Уже в юности Джанго увлекся азартными играми. Он играл во что угодно и где угодно: в карты, кости, но больше всего любил бильярд. Выиграв, Джанго иногда устраивал себе и Нин-Нину поход в кино. Но если был выбор, они предпочитали обходиться без билетов.
Джанго тянуло в кино словно магнитом. Джанго с братом были постоянными посетителями в большом кинотеатре «Луксор» в Барбесе. Послеобеденный сеанс состоял из двух фильмов, разделенных антрактом. Когда в перерыве зрители собирались в фойе, чтобы угоститься чем-нибудь в баре, Джанго и Нин-Нин смешивались с толпой и пробирались в зал на второй фильм. Их метод работал несколько недель, пока однажды в кинотеатре не устроили показ для детей из близлежащей школы. Среди свежевымытых и одетых в форму школьников два грязных цыганских мальчика были слишком заметны и, конечно же, их поймали. Управляющий кинотеатром заключил с ними сделку: если Джанго с братом развесят афиши перед входом и уберут мусор вокруг кинотеатра, то он пропустит их бесплатно.
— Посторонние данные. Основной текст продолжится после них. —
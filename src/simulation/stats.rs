//! Run statistics for the headless harness

use log::info;

/// Counters collected over a simulation run
#[derive(Debug, Clone, Default, PartialEq)]
pub struct SimulationStats {
    pub total_passengers_spawned: u32,
    pub total_passengers_boarded: u32,
    pub total_passengers_delivered: u32,
    pub total_commands_issued: u32,
    pub total_dispatch_errors: u32,
    total_wait_ticks: u64,
    total_travel_ticks: u64,
    pub max_wait_ticks: u64,
}

impl SimulationStats {
    pub fn record_spawn(&mut self) {
        self.total_passengers_spawned += 1;
    }

    pub fn record_boarding(&mut self, wait_ticks: u64) {
        self.total_passengers_boarded += 1;
        self.total_wait_ticks += wait_ticks;
        self.max_wait_ticks = self.max_wait_ticks.max(wait_ticks);
    }

    pub fn record_delivery(&mut self, travel_ticks: u64) {
        self.total_passengers_delivered += 1;
        self.total_travel_ticks += travel_ticks;
    }

    pub fn average_wait_ticks(&self) -> f64 {
        if self.total_passengers_boarded == 0 {
            return 0.0;
        }
        self.total_wait_ticks as f64 / self.total_passengers_boarded as f64
    }

    pub fn average_travel_ticks(&self) -> f64 {
        if self.total_passengers_delivered == 0 {
            return 0.0;
        }
        self.total_travel_ticks as f64 / self.total_passengers_delivered as f64
    }

    /// Share of spawned passengers that reached their destination, in percent
    pub fn delivery_rate(&self) -> f64 {
        if self.total_passengers_spawned == 0 {
            return 0.0;
        }
        self.total_passengers_delivered as f64 / self.total_passengers_spawned as f64 * 100.0
    }

    /// Log the final statistics
    pub fn log_summary(&self, ticks: u64) {
        info!("=== SIMULATION COMPLETE ===");
        info!("Ticks run: {}", ticks);
        info!("Total passengers spawned: {}", self.total_passengers_spawned);
        info!("Total passengers delivered: {}", self.total_passengers_delivered);
        info!("Average wait: {:.1} ticks", self.average_wait_ticks());
        info!("Max wait: {} ticks", self.max_wait_ticks);
        info!("Average travel: {:.1} ticks", self.average_travel_ticks());
        info!("Commands issued: {}", self.total_commands_issued);
        info!("Dispatch errors: {}", self.total_dispatch_errors);
        info!("Delivery rate: {:.1}%", self.delivery_rate());
    }
}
Они до колик хохотали над трюками Чарли Чаплина, с восторгом смотрели захватывающие приключения пиратов и 90 минут жили их жизнью – мечтали скрестить шпаги с Д'Артаньяном против гвардейцев кардинала, прятались от ужаса, когда на экране появлялся коварный Фантомас. Благодаря фильмам Джанго узнал о воровской чести и рыцарском кодексе и научился ходить с гангстерской развязностью[2].
Самая ранняя фотография Джанго, сделанная в 1920 году, когда ему было десять лет, запечатлела его с группой цыган и матерью. Джанго одет в потрепанный костюм, с небрежно повязанным галстуком, на его голове – лихо надетая фетровая шляпа. В то время как остальные цыгане смотрят в землю или в сторону, взгляд Джанго устремлен в камеру. Черные глаза излучают самоуверенность и заносчивость, а на губах застыла бесконечно озорная улыбка.
* * *
А потом была музыка. Она была главным заработком его отца и матери. Мелодии, исполняемые на цимбалах, банджо и гитарах, арфах и фортепиано, пропитали всю его сущность. Музыка сопровождала его во время паломничества в Сен-Мари-де-ла-Мер, где скрипачи-мануши исполняли песни в традициях восточноевропейских цыган, а испанские житаны исполняли фламенко на гитарах, – на блошиных рынках, где цыгане развлекали публику за деньги; у костров, где бы они ни горели. Музыка была неотъемлемой частью любого события – от крещения до похорон. Манушам и житанам, как, впрочем, и большинству цыган, музыка была необходима как воздух.